PALMA, 25 novembre (dell’inviato speciale di EUROPA PRESS Carolina Jiménez) –

I governi di Spagna, Italia, Grecia e Malta ritengono che la proposta di un patto europeo sulla gestione della migrazione contenga “squilibri” che minano la solidarietà con i paesi di primo ingresso e intendono, tra l’altro, non abbandonare l’idea. la distribuzione obbligatoria di chi arriva in Europa.

È quanto affermano Pedro Sánchez, Giuseppe Conte (Italia), Kyriakos Mitsotakis (Grecia) e Robert Abela (Malta) in un documento di lavoro inviato alla Presidente della Commissione europea, Ursula von der Leyen. quella del Consiglio europeo, Charles Michel e la cancelliera Angela Merkel, presidente dell’UE.

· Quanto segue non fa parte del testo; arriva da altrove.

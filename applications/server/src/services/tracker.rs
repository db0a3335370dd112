/// Tracker service - user registration, exercise recording, log queries
use std::sync::Arc;
use stride_core::{
    error::Result,
    types::{CreateExercise, Exercise, ExerciseLog, LogQuery, User, UserId},
    TrackerStore,
};

#[derive(Clone)]
pub struct TrackerService {
    store: Arc<dyn TrackerStore>,
}

impl TrackerService {
    pub fn new(store: Arc<dyn TrackerStore>) -> Self {
        Self { store }
    }

    pub async fn list_users(&self) -> Result<Vec<User>> {
        self.store.list_users().await
    }

    /// Number of registered users; fails when the store is unreachable
    pub async fn user_count(&self) -> Result<i64> {
        self.store.count_users().await
    }

    pub async fn create_user(&self, username: &str) -> Result<User> {
        let user = self.store.create_user(username).await?;
        tracing::info!(user_id = %user.id, username = %user.username, "user created");
        Ok(user)
    }

    /// Record an exercise for an existing user.
    ///
    /// The user is resolved before anything is written, so an unknown id
    /// fails with `UserNotFound` and leaves the store untouched.
    pub async fn add_exercise(&self, exercise: CreateExercise) -> Result<(User, Exercise)> {
        let user = self.store.require_user(&exercise.user_id).await?;
        let exercise = self.store.create_exercise(exercise).await?;

        tracing::info!(
            user_id = %user.id,
            exercise_id = %exercise.id,
            date = %exercise.date,
            "exercise recorded"
        );
        Ok((user, exercise))
    }

    /// Filtered, limited log for one user
    pub async fn log(&self, user_id: &UserId, query: &LogQuery) -> Result<ExerciseLog> {
        let user = self.store.require_user(user_id).await?;
        let exercises = self.store.get_exercises(user_id, query).await?;
        Ok(ExerciseLog::new(user, exercises))
    }
}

A suo avviso, le regole proposte nel Patto sono “dettagliate e rigorose rispetto alle competenze degli Stati di primo ingresso, mentre i meccanismi di solidarietà (degli altri) sono complessi e vaghi”.

Ad esempio, sostengono che l’idea di “ridistribuzione obbligatoria” – le quote a cui altri paesi si oppongono – “deve essere mantenuta come principale veicolo di solidarietà” e che devono esserci garanzie che i “rimpatri sponsorizzati” siano efficaci.